BIM Management

Das BIM Management wird durch die Rolle des BIM Manager/in wahrgenommen. Folgende Aufgabengebiete werden durch das BIM Management abgedeckt: 

  • BIM-ZieleWelche Ziele möchte das Unternehmen mit der BIM Methode erreichen. 
  • BIM-StrategieDarin wird festgelegt wie das Unternehmen in personeller und organisatorischer Hinsicht die Ziele erreichen möchte. 
  • OIA (Strategische Bereich) – In der Organisation-Informationsanforderung wird festgelegt, welche strategischen Informationsbedürfnisse in der Unternehmung benötigt werden um die Asset-Management-Strategie zu optimieren und den finanziellen Mehrwert der geplanten Optimierungen bewerten zu können. 
  • LIA (Operative Bereich)In der Liegenschaft-Informationsanforderung wird festgelegt, welche Informationen einer Liegenschaft vorhanden sein müssen. Hier handelt es sich um rechtliche, kaufmännische, finanzielle und technische Informationen sowie Stammdaten zu Liegenschaften. 

Die AIA legt die Informationsbedürfnisse des Auftraggebers fest, die als Anforderung für den Auftragnehmer beschrieben werden und als Grundlage für den BAP, BIM Abwicklungsplan im Projekt dienen. Die AIA beinhaltet insbesondere die BIM Anforderungen, Prozesse und Anwendungen um die Ziele des Auftraggebers zu erreichen. 

Die Modelliervorgaben geben die Anforderungen vor, wie ein datentechnisch fehlerfreies Modell geometrisch erstellt werden muss und sind als grundsätzliche Hilfestellung zu sehen. 

Der LOIN beschreibt den modellspezifischen Informationsbedarf.  Diese modellspezifischen Vorgaben beschreiben die Entwicklungsstufen (Detailierung) eines Modelles, hinsichtlich der Geometrie und der Informationen. Modellspezifische Vorgaben dienen dazu, dass die Projektbeteiligten in allen Leistungsphasen Informationen verstehen und nutzen können. 

Um die gesetzten Ziele mit der BIM Methode zu erreichen, bedarf es in bestimmten Leistungsphasen der genauen Umsetzung der AWF durch die AN.  Die AWF beschreiben, auf welche Weise und zu welchem Zweck BIM-Modelle im Projekt genutzt werden.
 

BIM Gesamtkoordination

Der Projektierungsprozess wird auf Grundlage der AIA in Form eines BIM Abwicklungsplanes durch den BIM-Gesamtkoordinator in enger Abstimmung mit dem BIM-Manager sowie dem Informationsmanager, dem Projektleiter und den BIM-Fachkoordinatoren erstellt.

Die Anwendungsfälle werden detailliert ausgearbeitet, es wird festgelegt, wer welches Datenmodell wann und wie liefern muss und wie dieses Datenmodell weiterverarbeitet bzw. ausgewertet wird.

Durch Überlagerung der Fachmodelle werden Koordinationsmodelle erstellt und somit wird die Zusammenarbeit im Projekt erleichtert.

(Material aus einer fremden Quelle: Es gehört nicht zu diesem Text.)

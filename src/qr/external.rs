//! QR code renderer that shells out to the `qrencode` program

use crate::error::{Error, Result};
use crate::qr::{QrRequest, Renderer};
use async_trait::async_trait;
use image::{DynamicImage, ImageFormat};
use std::io::ErrorKind;
use std::path::PathBuf;
use std::process::Stdio;
use tokio::io::AsyncWriteExt;
use tokio::process::{ChildStdin, Command};

/// Renderer backed by an external `qrencode` binary
#[derive(Debug, Clone)]
pub struct QrencodeRenderer {
    program: PathBuf,
}

impl QrencodeRenderer {
    /// Create a renderer that runs the given executable
    pub fn new(program: impl Into<PathBuf>) -> Self {
        Self {
            program: program.into(),
        }
    }

    fn args(request: &QrRequest) -> Vec<String> {
        let style = &request.style;
        vec![
            "-t".to_string(),
            "PNG".to_string(),
            "-o".to_string(),
            "-".to_string(),
            "-8".to_string(),
            "-s".to_string(),
            style.module_size.to_string(),
            "-m".to_string(),
            style.border.to_string(),
            "-l".to_string(),
            style.error_correction.letter().to_string(),
            format!("--foreground={}", hex_rgb(style.dark)),
            format!("--background={}", hex_rgb(style.light)),
        ]
    }
}

#[async_trait]
impl Renderer for QrencodeRenderer {
    fn name(&self) -> &'static str {
        "qrencode"
    }

    async fn render(&self, request: &QrRequest) -> Result<DynamicImage> {
        let mut child = Command::new(&self.program)
            .args(Self::args(request))
            .stdin(Stdio::piped())
            .stdout(Stdio::piped())
            .stderr(Stdio::piped())
            .spawn()
            .map_err(|e| {
                Error::QrEncode(format!("failed to run {}: {e}", self.program.display()))
            })?;

        // qrencode reads the payload from stdin when no string argument is given.
        // Feeding it alongside the wait keeps the child's stderr when it exits early.
        let stdin = child.stdin.take();
        let (written, output) = tokio::join!(
            feed_payload(stdin, request.data.as_bytes()),
            child.wait_with_output()
        );
        let output = output?;

        if !output.status.success() {
            let stderr = String::from_utf8_lossy(&output.stderr).trim().to_string();
            let message = if stderr.is_empty() {
                format!("qrencode exited with {}", output.status)
            } else {
                stderr
            };
            return Err(Error::QrEncode(message));
        }

        match written {
            Err(e) if e.kind() == ErrorKind::BrokenPipe => {
                tracing::debug!("qrencode closed stdin before reading the whole payload");
            }
            other => other?,
        }

        tracing::debug!(bytes = output.stdout.len(), "qrencode produced PNG");
        Ok(image::load_from_memory_with_format(
            &output.stdout,
            ImageFormat::Png,
        )?)
    }
}

async fn feed_payload(stdin: Option<ChildStdin>, payload: &[u8]) -> std::io::Result<()> {
    let Some(mut stdin) = stdin else {
        return Ok(());
    };
    stdin.write_all(payload).await?;
    stdin.shutdown().await
}

fn hex_rgb(rgb: [u8; 3]) -> String {
    format!("{:02X}{:02X}{:02X}", rgb[0], rgb[1], rgb[2])
}
//! Dependency installer invoked when no encoder can be located

use crate::config::InstallerOptions;
use crate::error::{Error, Result};
use async_trait::async_trait;
use tokio::process::Command;

/// Something that can try to make an encoding capability available
#[async_trait]
pub trait Installer: Send + Sync {
    /// Human-readable command line, shown before running
    fn describe(&self) -> String;

    /// Run the installation to completion.
    ///
    /// Returns [`Error::InstallFailed`] when the installer ran and reported
    /// failure, or [`Error::InstallerLaunch`] when it could not be started.
    async fn install(&self) -> Result<()>;
}

/// Runs a package-manager command as a subprocess
#[derive(Debug, Clone)]
pub struct CommandInstaller {
    program: String,
    args: Vec<String>,
}

impl CommandInstaller {
    /// Create an installer for an explicit command
    pub fn new(program: impl Into<String>, args: Vec<String>) -> Self {
        Self {
            program: program.into(),
            args,
        }
    }

    /// Create an installer from the `[installer]` configuration section
    pub fn from_options(options: &InstallerOptions) -> Self {
        Self::new(options.program.clone(), options.args.clone())
    }
}

#[async_trait]
impl Installer for CommandInstaller {
    fn describe(&self) -> String {
        std::iter::once(self.program.as_str())
            .chain(self.args.iter().map(String::as_str))
            .collect::<Vec<_>>()
            .join(" ")
    }

    async fn install(&self) -> Result<()> {
        tracing::info!(command = %self.describe(), "Running dependency installer");

        // No timeout: a hung package manager blocks until it exits.
        let output = Command::new(&self.program)
            .args(&self.args)
            .output()
            .await
            .map_err(|e| Error::InstallerLaunch(format!("{}: {e}", self.program)))?;

        if output.status.success() {
            tracing::info!("Dependency installer succeeded");
            return Ok(());
        }

        let stderr = String::from_utf8_lossy(&output.stderr).trim().to_string();
        tracing::warn!(status = %output.status, "Dependency installer failed");
        Err(Error::InstallFailed(if stderr.is_empty() {
            format!("{} exited with {}", self.program, output.status)
        } else {
            stderr
        }))
    }
}
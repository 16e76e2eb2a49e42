//! Generate QR codes without the interactive prompts
//!
//! Usage: cargo run --example generate_qr

use qrgen::{NativeRenderer, QrDecoder, QrRequest, QrStyle};

fn main() -> anyhow::Result<()> {
    tracing_subscriber::fmt::init();

    let renderer = NativeRenderer::new();

    let request = QrRequest::new("Hello from qrgen!", QrStyle::default());
    let image = renderer.render_blocking(&request)?;
    image.save("qr_output.png")?;
    println!("✓ QR code generated and saved to qr_output.png");

    // Smaller modules, thin border, high error correction.
    let style = QrStyle {
        module_size: 4,
        border: 1,
        error_correction: qrgen::ErrorCorrection::High,
        ..QrStyle::default()
    };
    let url = "https://example.com/a/fairly/long/path?with=query&and=more";
    let compact = renderer.render_blocking(&QrRequest::new(url, style))?;
    compact.save("qr_compact.png")?;

    let decoded = QrDecoder::new().decode(&compact)?;
    println!("✓ Compact QR code saved to qr_compact.png");
    println!("  Decodes back to: {decoded}");

    Ok(())
}
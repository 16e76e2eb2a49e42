//! Console lines for every generator event
//!
//! The shell decides what happened; this module decides how it reads.

use crate::error::Error;
use crate::shell::SavedQr;

/// Heading printed once before the first attempt.
pub fn banner() -> Vec<String> {
    vec![
        "=== QR Code Generator ===".to_string(),
        "This tool generates QR codes from text or URLs.".to_string(),
        "-".repeat(40),
    ]
}

/// Confirmation that an encoder backend was found.
pub fn capability_available(backend: &str) -> String {
    format!("✓ QR encoder is available ({backend})")
}

/// Confirmation lines after a QR code has been written.
pub fn saved(saved: &SavedQr, preview_chars: usize) -> Vec<String> {
    vec![
        format!("✓ QR code saved as {}", saved.path.display()),
        format!("  Data encoded: {}", preview(&saved.data, preview_chars)),
    ]
}

/// Message for a blank text answer.
pub fn empty_input() -> Vec<String> {
    vec![format!("Error: {}", Error::EmptyInput)]
}

/// Remediation guidance when no encoder backend can be found.
pub fn missing_capability(reason: &str) -> Vec<String> {
    vec![
        format!("✗ QR encoder is not available: {reason}"),
        String::new(),
        "To fix this issue, please run one of these commands:".to_string(),
        "1. sudo apt-get install qrencode".to_string(),
        "2. sudo dnf install qrencode".to_string(),
        "3. brew install qrencode".to_string(),
        String::new(),
        "If you build qrgen from source, enable the built-in encoder instead:".to_string(),
        "  cargo install qrgen --features native".to_string(),
    ]
}

/// Announces the automatic installation attempt.
pub fn install_started(command: &str) -> Vec<String> {
    vec![
        String::new(),
        format!("Attempting to install the QR encoder with `{command}`..."),
    ]
}

/// Installer succeeded; the whole flow is about to run again.
pub fn install_succeeded() -> Vec<String> {
    vec![
        "✓ QR encoder installed successfully!".to_string(),
        String::new(),
        "Retrying QR code generation...".to_string(),
    ]
}

/// Installer failed to run or reported failure.
pub fn install_failed(err: &Error) -> Vec<String> {
    let line = match err {
        Error::InstallFailed(stderr) => format!("✗ Installation failed: {stderr}"),
        other => format!("✗ Installation attempt failed: {other}"),
    };
    let mut lines = vec![line];
    lines.extend(manual_install());
    lines
}

/// Final advice once automatic installation is exhausted.
pub fn manual_install() -> Vec<String> {
    vec![
        String::new(),
        "Please install the QR encoder manually and try again.".to_string(),
    ]
}

/// Any other failure.
pub fn failure(err: &Error) -> Vec<String> {
    vec![
        format!("✗ An error occurred: {err}"),
        "Please check your input and try again.".to_string(),
    ]
}

/// First `max` characters of `data`, with `...` appended when anything was cut.
pub fn preview(data: &str, max: usize) -> String {
    match data.char_indices().nth(max) {
        Some((cut, _)) => format!("{}...", &data[..cut]),
        None => data.to_string(),
    }
}

#[cfg(test)]
mod tests {
    use super::*;
    use std::path::PathBuf;

    #[test]
    fn preview_keeps_short_data() {
        assert_eq!(preview("https://example.com", 50), "https://example.com");
        let exact = "a".repeat(50);
        assert_eq!(preview(&exact, 50), exact);
    }

    #[test]
    fn preview_truncates_long_data() {
        let long = format!("{}{}", "b".repeat(50), "tail");
        assert_eq!(preview(&long, 50), format!("{}...", "b".repeat(50)));
    }

    #[test]
    fn preview_counts_characters_not_bytes() {
        let long = "é".repeat(51);
        assert_eq!(preview(&long, 50), format!("{}...", "é".repeat(50)));
    }

    #[test]
    fn saved_lines_match_expected_wording() {
        let saved_qr = SavedQr {
            path: PathBuf::from("out.png"),
            data: "https://example.com".to_string(),
            backend: "native",
        };
        assert_eq!(
            saved(&saved_qr, 50),
            vec![
                "✓ QR code saved as out.png",
                "  Data encoded: https://example.com"
            ]
        );
    }

    #[test]
    fn empty_input_message() {
        assert_eq!(
            empty_input(),
            vec!["Error: Please enter some text or URL to encode."]
        );
    }

    #[test]
    fn install_failure_distinguishes_launch_errors() {
        let failed = install_failed(&Error::InstallFailed("E: permission denied".into()));
        assert_eq!(failed[0], "✗ Installation failed: E: permission denied");

        let launch = install_failed(&Error::InstallerLaunch("brew: not found".into()));
        assert_eq!(launch[0], "✗ Installation attempt failed: brew: not found");
        assert_eq!(
            launch.last().map(String::as_str),
            Some("Please install the QR encoder manually and try again.")
        );
    }

    #[test]
    fn failure_wraps_error_message() {
        let lines = failure(&Error::QrEncode("data too long".into()));
        assert_eq!(
            lines,
            vec![
                "✗ An error occurred: Failed to encode QR code: data too long",
                "Please check your input and try again."
            ]
        );
    }
}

Mit Hilfe anschließender automatisierter Kollisionsprüfung und systematischer Konfliktbehebung werden frühzeitig Konfliktpunkte in der Projektierung erkannt. Die in der Koordination gefundenen Themen werden mittels dem BCF, BIM Collaboration Format untereinander digital ausgetauscht.

Als Gegenstück zum Koordinationsmodell gibt es das Gesamtmodell. Dieses wird durch Zusammenspielen mehrerer einzelner Modelle erstellt, auch „merge“ genannt. Beispielsweise kann aus Teilmodellen der Haustechnikplanung,  Elektroplanung, Heizungs- und Lüftungsplanung ein Gesamtmodell für die Haustechnik erstellt werden. Dieses bildet für den späteren Betrieb als Dokumentationsmodell die Grundlage.